Non-pulmonic consonants
Non-pulmonic consonants are sounds whose airflow is not dependent on the lungs. These include clicks (found in the Khoisan languages and some neighboring Bantu languages of Africa), implosives (found in languages such as Sindhi, Hausa, Swahili and Vietnamese), and ejectives (found in many Amerindian and Caucasian languages).
Notes
- Clicks have traditionally been described as consisting of a forward place of articulation, commonly called the click "type" or historically the "influx", and a rear place of articulation, which when combined with the quality of the click is commonly called the click "accompaniment" or historically the "efflux". The IPA click letters indicate only the click type (forward articulation and release). Therefore, all clicks require two letters for proper notation: ⟨k͡ǀ, ɡ͡ǀ, q͡ǀ⟩, etc., or with the order reversed if both the forward and rear releases are audible. The letter for the rear articulation is frequently omitted, in which case a ⟨k⟩ may usually be assumed. However, some researchers dispute the idea that clicks should be analyzed as doubly articulated, as the traditional transcription implies, and analyze the rear occlusion as solely a part of the airstream mechanism. In transcriptions of such approaches, the click letter represents both places of articulation, with the different letters representing the different click types, and diacritics are used for the elements of the accompaniment: ⟨ǀ, ǀ̬, ǀ̃⟩, etc.
- Letters for the voiceless implosives ⟨ƥ, ƭ, ƈ, ƙ, ʠ⟩ are no longer supported by the IPA, though they remain in Unicode. Instead, the IPA typically uses the voiced equivalent with a voiceless diacritic: ⟨ɓ̥, ɗ̥⟩, etc.

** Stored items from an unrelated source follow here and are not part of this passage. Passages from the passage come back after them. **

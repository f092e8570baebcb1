use std::sync::Arc;
use std::time::{Duration, Instant};

use chrono::Utc;
use futures::future::join_all;
use reqwest::header;
use serde::{Deserialize, Serialize};
use serde_json::{json, Map, Value};
use thiserror::Error;
use tracing::{debug, error, info, warn};
use url::Url;
use uuid::Uuid;

use crate::audit::AuditLog;
use crate::dns::{build_http_client, is_error_source, is_public_target, NoPublicIPv4Error};
use crate::model::{EventType, ImportJob, JobCompletion, JobOperation, JobStatus, Webhook};
use crate::store::LeadStore;

pub const DEFAULT_WEBHOOK_TIMEOUT: Duration = Duration::from_secs(5);

/// A single webhook call that failed. Never propagated past the dispatcher: it is
/// recorded against the delivery's log entry instead.
#[derive(Error, Debug, Clone, PartialEq, Eq)]
pub enum DeliveryError {
    #[error("invalid webhook target {url}: {reason}")]
    InvalidTarget { url: String, reason: String },
    #[error("webhook request timed out: {0}")]
    Timeout(String),
    #[error("webhook endpoint responded with status {0}")]
    HttpStatus(u16),
    #[error("webhook connection failed: {0}")]
    Connection(String),
    #[error("webhook target {0} does not resolve to a public IPv4 address")]
    NonPublicTarget(String),
}

impl DeliveryError {
    pub fn kind(&self) -> &'static str {
        match self {
            DeliveryError::InvalidTarget { .. } => "invalid_target",
            DeliveryError::Timeout(_) => "timeout",
            DeliveryError::HttpStatus(_) => "http_status",
            DeliveryError::Connection(_) => "connection",
            DeliveryError::NonPublicTarget(_) => "non_public_target",
        }
    }

    fn invalid_target(url: &str, reason: impl Into<String>) -> Self {
        DeliveryError::InvalidTarget {
            url: url.to_owned(),
            reason: reason.into(),
        }
    }
}

/// Anything reqwest reports that is neither a timeout, a bad status nor a refused
/// internal address is treated as a connection error.
impl From<&reqwest::Error> for DeliveryError {
    fn from(error: &reqwest::Error) -> Self {
        if is_error_source::<NoPublicIPv4Error>(error) {
            DeliveryError::NonPublicTarget(
                error.url().map(|url| url.to_string()).unwrap_or_default(),
            )
        } else if error.is_timeout() {
            DeliveryError::Timeout(error.to_string())
        } else if let Some(status) = error.status() {
            DeliveryError::HttpStatus(status.as_u16())
        } else {
            DeliveryError::Connection(error.to_string())
        }
    }
}

/// Check that `target` is an absolute http(s) URL with a host. Whether the host is
/// reachable from here is checked separately, see [`WebhookDispatcher::new`].
pub fn validate_target(target: &str) -> Result<Url, DeliveryError> {
    let url = Url::parse(target).map_err(|e| DeliveryError::invalid_target(target, e.to_string()))?;

    match url.scheme() {
        "http" | "https" => {}
        scheme => {
            return Err(DeliveryError::invalid_target(
                target,
                format!("unsupported scheme {}", scheme),
            ))
        }
    }

    match url.host_str() {
        Some(host) if !host.is_empty() => Ok(url),
        _ => Err(DeliveryError::invalid_target(target, "missing host")),
    }
}

/// What happened to one delivery attempt.
#[derive(Debug, Clone, PartialEq, Eq, Serialize, Deserialize)]
pub struct DeliveryOutcome {
    pub webhook_id: Uuid,
    pub url: String,
    pub success: bool,
    pub status_code: Option<u16>,
    pub error: Option<String>,
    /// The audit log entry recording this attempt, unless it could not be written.
    pub log_id: Option<Uuid>,
}

/// Fans an event out to a source's subscribed webhooks.
#[derive(Clone)]
pub struct WebhookDispatcher {
    client: reqwest::Client,
    store: Arc<dyn LeadStore>,
    audit: AuditLog,
    allow_internal_ips: bool,
}

impl WebhookDispatcher {
    /// Unless `allow_internal_ips` is set, targets on loopback, private or link-local
    /// addresses are refused before and after DNS resolution.
    pub fn new(
        store: Arc<dyn LeadStore>,
        request_timeout: Duration,
        allow_internal_ips: bool,
    ) -> Result<Self, reqwest::Error> {
        let mut headers = header::HeaderMap::new();
        headers.insert(
            header::CONTENT_TYPE,
            header::HeaderValue::from_static("application/json"),
        );

        let client = build_http_client(
            "Lead Pipeline Webhook Dispatcher",
            request_timeout,
            headers,
            allow_internal_ips,
        )?;

        Ok(Self::with_client(store, client, allow_internal_ips))
    }

    pub fn with_client(
        store: Arc<dyn LeadStore>,
        client: reqwest::Client,
        allow_internal_ips: bool,
    ) -> Self {
        let audit = AuditLog::new(store.clone());
        Self {
            client,
            store,
            audit,
            allow_internal_ips,
        }
    }

    /// Deliver `payload` to every active webhook of `source_id` subscribed to
    /// `event_type`, concurrently. Failures are captured per delivery; this never fails.
    pub async fn notify(
        &self,
        source_id: Uuid,
        event_type: EventType,
        payload: Value,
    ) -> Vec<DeliveryOutcome> {
        let webhooks = match self.store.active_webhooks(source_id, event_type).await {
            Ok(webhooks) => webhooks,
            Err(e) => {
                error!(
                    source_id = %source_id,
                    event_type = %event_type,
                    "failed to look up webhooks: {}",
                    e
                );
                return Vec::new();
            }
        };

        if webhooks.is_empty() {
            debug!(source_id = %source_id, event_type = %event_type, "no webhooks to notify");
            return Vec::new();
        }

        join_all(
            webhooks
                .iter()
                .map(|webhook| self.deliver(webhook, event_type, &payload)),
        )
        .await
    }

    /// Make a single delivery attempt to `webhook`, whether or not it is active, and
    /// record the outcome in the audit log.
    pub async fn deliver(
        &self,
        webhook: &Webhook,
        event_type: EventType,
        payload: &Value,
    ) -> DeliveryOutcome {
        let body = delivery_body(webhook, event_type, payload);
        let log_id = self.begin(webhook, event_type).await;

        let start = Instant::now();
        let result = self.send(&webhook.url, &body).await;
        metrics::histogram!("lead_webhook_delivery_duration_seconds")
            .record(start.elapsed().as_secs_f64());

        let status = match &result {
            Ok(_) => JobStatus::Success,
            Err(_) => JobStatus::Error,
        };
        metrics::counter!(
            "lead_webhook_deliveries_total",
            &[("status", status.as_str())]
        )
        .increment(1);

        match &result {
            Ok(code) => info!(
                webhook_id = %webhook.id,
                event_type = %event_type,
                "delivered webhook with status {}",
                code
            ),
            Err(e) => error!(
                webhook_id = %webhook.id,
                event_type = %event_type,
                "webhook delivery failed: {}",
                e
            ),
        }

        if let Some(log_id) = log_id {
            self.record(log_id, webhook, event_type, &result).await;
        }

        match result {
            Ok(code) => DeliveryOutcome {
                webhook_id: webhook.id,
                url: webhook.url.clone(),
                success: true,
                status_code: Some(code),
                error: None,
                log_id,
            },
            Err(e) => DeliveryOutcome {
                webhook_id: webhook.id,
                url: webhook.url.clone(),
                success: false,
                status_code: match e {
                    DeliveryError::HttpStatus(code) => Some(code),
                    _ => None,
                },
                error: Some(e.to_string()),
                log_id,
            },
        }
    }

    async fn send(&self, target: &str, body: &Value) -> Result<u16, DeliveryError> {
        let url = validate_target(target)?;
        if !self.allow_internal_ips && !is_public_target(&url) {
            return Err(DeliveryError::NonPublicTarget(target.to_owned()));
        }

        let response = self
            .client
            .post(url)
            .json(body)
            .send()
            .await
            .map_err(|e| DeliveryError::from(&e))?;

        match response.error_for_status() {
            Ok(response) => Ok(response.status().as_u16()),
            Err(e) => Err(DeliveryError::from(&e)),
        }
    }

    /// Open the pending `webhook_delivery` entry before the request goes out.
    async fn begin(&self, webhook: &Webhook, event_type: EventType) -> Option<Uuid> {
        let pending = ImportJob::pending(
            webhook.source_id,
            JobOperation::WebhookDelivery,
            format!("Delivering {} event to {}", event_type, webhook.url),
            0,
        );

        match self.audit.append(pending).await {
            Ok(job) => Some(job.id),
            Err(e) => {
                warn!(webhook_id = %webhook.id, "failed to record webhook delivery: {}", e);
                None
            }
        }
    }

    async fn record(
        &self,
        log_id: Uuid,
        webhook: &Webhook,
        event_type: EventType,
        result: &Result<u16, DeliveryError>,
    ) {
        let completion = match result {
            Ok(code) => JobCompletion::new(
                JobStatus::Success,
                0,
                0,
                json!({
                    "webhook_id": webhook.id,
                    "event_type": event_type,
                    "url": webhook.url,
                    "status_code": code,
                }),
            )
            .with_message(format!("Delivered {} event to {}", event_type, webhook.url)),
            Err(e) => JobCompletion::new(
                JobStatus::Error,
                0,
                0,
                json!({
                    "webhook_id": webhook.id,
                    "event_type": event_type,
                    "url": webhook.url,
                    "error_kind": e.kind(),
                }),
            )
            .with_message(format!(
                "Failed to deliver {} event to {}",
                event_type, webhook.url
            ))
            .with_error(e.to_string()),
        };

        if let Err(e) = self.audit.finish(log_id, completion).await {
            warn!(webhook_id = %webhook.id, log_id = %log_id, "failed to finish webhook delivery log: {}", e);
        }
    }
}

/// The caller's payload merged with the delivery envelope fields. A payload that is not
/// a JSON object is nested under `data`.
fn delivery_body(webhook: &Webhook, event_type: EventType, payload: &Value) -> Value {
    let mut body = match payload {
        Value::Object(fields) => fields.clone(),
        Value::Null => Map::new(),
        other => {
            let mut fields = Map::new();
            fields.insert("data".to_owned(), other.clone());
            fields
        }
    };

    body.insert("event_type".to_owned(), json!(event_type));
    body.insert("webhook_id".to_owned(), json!(webhook.id));
    body.insert("timestamp".to_owned(), json!(Utc::now()));

    Value::Object(body)
}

- The letter for the retroflex implosive, ⟨ᶑ ⟩, is not "explicitly IPA approved", but the IPA has endorsed the inclusion of ⟨ᶑ ⟩ and voiceless ⟨𝼉⟩ into Unicode.[citation needed]
- The ejective diacritic is placed at the right-hand margin of the consonant, rather than immediately after the letter for the stop: ⟨t͜ʃʼ⟩, ⟨kʷʼ⟩. In imprecise transcription, it often stands in for a superscript glottal stop in glottalized but pulmonic sonorants, such as [mˀ], [lˀ], [wˀ], [aˀ] – also transcribable as creaky [m̰], [l̰], [w̰], [a̰].
Affricates
Affricates and co-articulated stops are represented by two letters in sequence. For clarity, this digraph may be joined by a tie bar, which may appear either above or below the letters with no difference in meaning. Affricates are optionally represented by ligatures – e.g. ⟨ʧ, ʤ ⟩ – though this is no longer official IPA usage. Alternatively, a superscript notation for a consonant release is sometimes used to transcribe affricates, for example ⟨tˢ⟩ for [t͜s], although in precise notation this would indicate a fricative release rather than an affricate. The letters for the palatal plosives ⟨c⟩ and ⟨ɟ⟩ are often used as a convenience for [t͜ʃ] and [d͜ʒ] or similar affricates, even in official IPA publications, so they must be interpreted with care.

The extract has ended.